= WORK TASK =
Please return every line of the records below that contains the word "into".

(Stored data)
//! Database access layer with connection pooling and migrations
//!
//! This module is organized by domain:
//! - `apartments` - Apartment (billing unit) registry
//! - `tariffs` - Tariff table and ordered month_from resolution
//! - `readings` - Canonical meter reading storage and upserts
//! - `month_state` - Per apartment-month reconciliation/billing state
//! - `events` - Append-only ingest audit trail

use chrono::{DateTime, Utc};
use r2d2::{Pool, PooledConnection};
use r2d2_sqlite::SqliteConnectionManager;
use tracing::info;

use crate::error::{Error, Result};

mod apartments;
mod events;
mod month_state;
mod readings;
mod tariffs;

pub use apartments::NewApartment;
pub use events::NewIngestEvent;
pub use readings::{ReadingUpsertResult, ReadingWrite};

// Connection-scoped variants for callers that compose several writes
// into one transaction (the reconciler).
pub(crate) use apartments::{electric_expected_in, set_electric_expected_in};
pub(crate) use month_state::{clear_extra_pending_in, extra_pending_in, set_extra_pending_in};
pub(crate) use readings::{
    delete_electric_above_in, delete_electric_range_in, electric_readings_in,
    promote_reading_to_ocr_in, upsert_reading_in,
};

pub type DbPool = Pool<SqliteConnectionManager>;
pub type DbConn = PooledConnection<SqliteConnectionManager>;

/// Environment variable for database encryption key
pub const DB_KEY_ENV: &str = "METERBILL_DB_KEY";

/// Derive an encryption key from a passphrase using Argon2
///
/// Uses a fixed application salt so the same passphrase always produces the same key,
/// regardless of database path. This allows moving/renaming/restoring the database freely.
fn derive_key(passphrase: &str) -> Result<String> {
    use argon2::{password_hash::SaltString, Argon2, PasswordHasher};

    // Fixed application salt - changing this would invalidate all existing encrypted databases
    const APP_SALT: &[u8; 16] = b"meterbill-salt-1";

    let salt = SaltString::encode_b64(APP_SALT)
        .map_err(|e| Error::Encryption(format!("Failed to create salt: {}", e)))?;

    // Derive key using Argon2id
    let argon2 = Argon2::default();
    let hash = argon2
        .hash_password(passphrase.as_bytes(), &salt)
        .map_err(|e| Error::Encryption(format!("Failed to derive key: {}", e)))?;

    // Extract the hash portion for use as SQLCipher key (hex encoded)
    let hash_str = hash
        .hash
        .ok_or_else(|| Error::Encryption("No hash output".to_string()))?;
    Ok(hex::encode(hash_str.as_bytes()))
}

/// Parse a SQLite datetime string into a DateTime<Utc>
pub(crate) fn parse_datetime(s: &str) -> DateTime<Utc> {
    // SQLite stores as "YYYY-MM-DD HH:MM:SS" format
    chrono::NaiveDateTime::parse_from_str(s, "%Y-%m-%d %H:%M:%S")
        .map(|dt| dt.and_utc())
        .unwrap_or_else(|_| Utc::now())
}

/// Database wrapper with connection pooling
#[derive(Clone)]
pub struct Database {
    pool: DbPool,
    /// Path to the database file
    db_path: String,
}

impl Database {
    /// Create a new database connection pool with encryption
    ///
    /// Requires `METERBILL_DB_KEY` environment variable to be set.
    /// The database will be encrypted using SQLCipher with a key derived
    /// from the passphrase via Argon2.
    ///
    /// Returns an error if `METERBILL_DB_KEY` is not set. Use
    /// `new_unencrypted()` for development/testing without encryption.
    pub fn new(path: &str) -> Result<Self> {
        let encryption_key = std::env::var(DB_KEY_ENV).ok();
        match encryption_key {
            Some(key) => Self::new_with_key(path, Some(&key)),
            None => Err(Error::Encryption(format!(
                "Database encryption required. Set {} environment variable with your passphrase, \
                or use --no-encrypt for unencrypted databases (not recommended for production).",
                DB_KEY_ENV
            ))),
        }
    }

    /// Create a new unencrypted database connection pool
    ///
    /// WARNING: This creates an unencrypted database. Only use for development
    /// or testing. For production, use `new()` with `METERBILL_DB_KEY` set.
    pub fn new_unencrypted(path: &str) -> Result<Self> {
        Self::new_with_key(path, None)
    }

    /// Create a new database with an explicit encryption key
    pub fn new_with_key(path: &str, passphrase: Option<&str>) -> Result<Self> {
        let manager = SqliteConnectionManager::file(path);

        let pool = if let Some(pass) = passphrase {
            let key = derive_key(pass)?;
            let key_pragma = format!("PRAGMA key = 'x\"{}\"';", key);

            // Use with_init to set the key on every new connection
            let manager = manager.with_init(move |conn| {
                conn.execute_batch(&key_pragma)?;
                Ok(())
            });

            Pool::builder().max_size(10).build(manager)?
        } else {
            Pool::builder().max_size(10).build(manager)?
        };

        let db = Self {
            pool,
            db_path: path.to_string(),
        };
        db.run_migrations()?;

        Ok(db)
    }

    /// Get the path to the database file
    pub fn path(&self) -> &str {
        &self.db_path
    }

    /// Create an in-memory database (for testing)
    ///
    /// Note: Uses a temporary file rather than `:memory:` because SQLCipher
    /// has issues with in-memory databases in the connection pool.
    pub fn in_memory() -> Result<Self> {
        use std::sync::atomic::{AtomicU64, Ordering};
        static COUNTER: AtomicU64 = AtomicU64::new(0);

        let id = COUNTER.fetch_add(1, Ordering::SeqCst);
        let path = format!("/tmp/meterbill_test_{}.db", id);

        // Remove any existing file
        let _ = std::fs::remove_file(&path);

        Self::new_unencrypted(&path)
    }

    /// Check if the database is encrypted
    pub fn is_encrypted(&self) -> Result<bool> {
        let conn = self.conn()?;
        // SQLCipher sets cipher_version if encryption is active
        let result: rusqlite::Result<String> =
            conn.query_row("PRAGMA cipher_version;", [], |row| row.get(0));
        Ok(result.is_ok() && std::env::var(DB_KEY_ENV).is_ok())
    }

    /// Get a connection from the pool
    pub fn conn(&self) -> Result<DbConn> {
        Ok(self.pool.get()?)
    }

    /// Run database migrations
    ///
    /// Runs once at construction, before the database serves any traffic.
    /// All DDL is idempotent (`IF NOT EXISTS`), so repeated startups and
    /// concurrent first-runs are safe without any advisory locking.
    fn run_migrations(&self) -> Result<()> {
        let conn = self.conn()?;

        conn.execute_batch(
            r#"
            -- Enable foreign keys
            PRAGMA foreign_keys = ON;

            -- Performance pragmas for local storage (SSD/M.2 recommended)
            -- WAL mode: better concurrency, readers don't block writers
            -- Note: creates -wal and -shm sidecar files alongside the database
            PRAGMA journal_mode = WAL;

            -- Cache size: ~8MB (2000 pages * 4KB default page size)
            PRAGMA cache_size = 2000;

            -- Synchronous NORMAL: good balance of safety and performance
            -- FULL is safer but slower; NORMAL is safe for most power-loss scenarios
            PRAGMA synchronous = NORMAL;

            -- Store temp tables in memory (faster for complex queries)
            PRAGMA temp_store = MEMORY;

            -- Apartments (billing units)
            CREATE TABLE IF NOT EXISTS apartments (
                id INTEGER PRIMARY KEY,
                title TEXT NOT NULL,
                tenant_name TEXT,
                address TEXT,
                note TEXT,
                ls_account TEXT,                           -- personal account number on bills
                chat_id INTEGER,                           -- chat bound for submissions/delivery
                electric_expected INTEGER NOT NULL DEFAULT 3,  -- billed electricity registers (1..3)
                created_at DATETIME DEFAULT CURRENT_TIMESTAMP
            );

            CREATE INDEX IF NOT EXISTS idx_apartments_chat ON apartments(chat_id);

            -- Tariffs (each row effective from month_from until superseded)
            CREATE TABLE IF NOT EXISTS tariffs (
                month_from TEXT PRIMARY KEY,               -- YYYY-MM
                cold REAL NOT NULL DEFAULT 0,
                hot REAL NOT NULL DEFAULT 0,
                electric REAL NOT NULL DEFAULT 0,
                sewer REAL NOT NULL DEFAULT 0,
                electric_t1 REAL,                          -- tier overrides; NULL falls back to electric
                electric_t2 REAL,
                electric_t3 REAL
            );

            -- Meter readings (one canonical value per apartment/month/type/slot)
            CREATE TABLE IF NOT EXISTS meter_readings (
                id INTEGER PRIMARY KEY,
                apartment_id INTEGER NOT NULL REFERENCES apartments(id) ON DELETE CASCADE,
                ym TEXT NOT NULL,                          -- YYYY-MM
                meter_type TEXT NOT NULL,                  -- cold, hot, electric, sewer
                meter_index INTEGER NOT NULL DEFAULT 1,    -- electric slot 1..3; water always 1
                value REAL NOT NULL,
                source TEXT NOT NULL DEFAULT 'ocr',        -- ocr, manual
                ocr_value REAL,                            -- original OCR value for audit
                created_at DATETIME DEFAULT CURRENT_TIMESTAMP,
                updated_at DATETIME DEFAULT CURRENT_TIMESTAMP,
                UNIQUE(apartment_id, ym, meter_type, meter_index)
            );

            CREATE INDEX IF NOT EXISTS idx_readings_apartment_ym ON meter_readings(apartment_id, ym);
            CREATE INDEX IF NOT EXISTS idx_readings_type ON meter_readings(meter_type);

            -- Per apartment-month reconciliation and billing state
            CREATE TABLE IF NOT EXISTS month_states (
                apartment_id INTEGER NOT NULL REFERENCES apartments(id) ON DELETE CASCADE,
                ym TEXT NOT NULL,
                electric_extra_pending BOOLEAN NOT NULL DEFAULT 0,
                electric_expected_snapshot INTEGER,        -- expected count when pending was raised
                electric_extra_resolved_at DATETIME,
                bill_pending TEXT,                         -- JSON: blocking per-article diff items
                bill_last_json TEXT,                       -- JSON: last computed bill snapshot
                bill_approved_at DATETIME,
                bill_sent_at DATETIME,
                bill_sent_total REAL,                      -- total at last successful send (2dp)
                created_at DATETIME DEFAULT CURRENT_TIMESTAMP,
                updated_at DATETIME DEFAULT CURRENT_TIMESTAMP,
                PRIMARY KEY (apartment_id, ym)
            );

            -- Ingest audit events (append-only; never read by the billing core)
            CREATE TABLE IF NOT EXISTS ingest_events (
                id INTEGER PRIMARY KEY,
                apartment_id INTEGER NOT NULL REFERENCES apartments(id) ON DELETE CASCADE,
                ym TEXT NOT NULL,
                chat_id INTEGER,
                file_sha256 TEXT,                          -- SHA-256 of the submitted photo bytes
                stage TEXT NOT NULL DEFAULT 'received',    -- received, reading_written
                reading_written BOOLEAN NOT NULL DEFAULT 0,
                diag_json TEXT,                            -- JSON: warnings and parse diagnostics
                created_at DATETIME DEFAULT CURRENT_TIMESTAMP
            );

            CREATE INDEX IF NOT EXISTS idx_ingest_events_apartment ON ingest_events(apartment_id, ym);
            CREATE INDEX IF NOT EXISTS idx_ingest_events_sha ON ingest_events(file_sha256);
            "#,
        )?;

        info!("Database schema initialized");
        Ok(())
    }
}

#[cfg(test)]
mod tests;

= EXERCISE RESPONSE =
// into one transaction (the reconciler).
/// Parse a SQLite datetime string into a DateTime<Utc>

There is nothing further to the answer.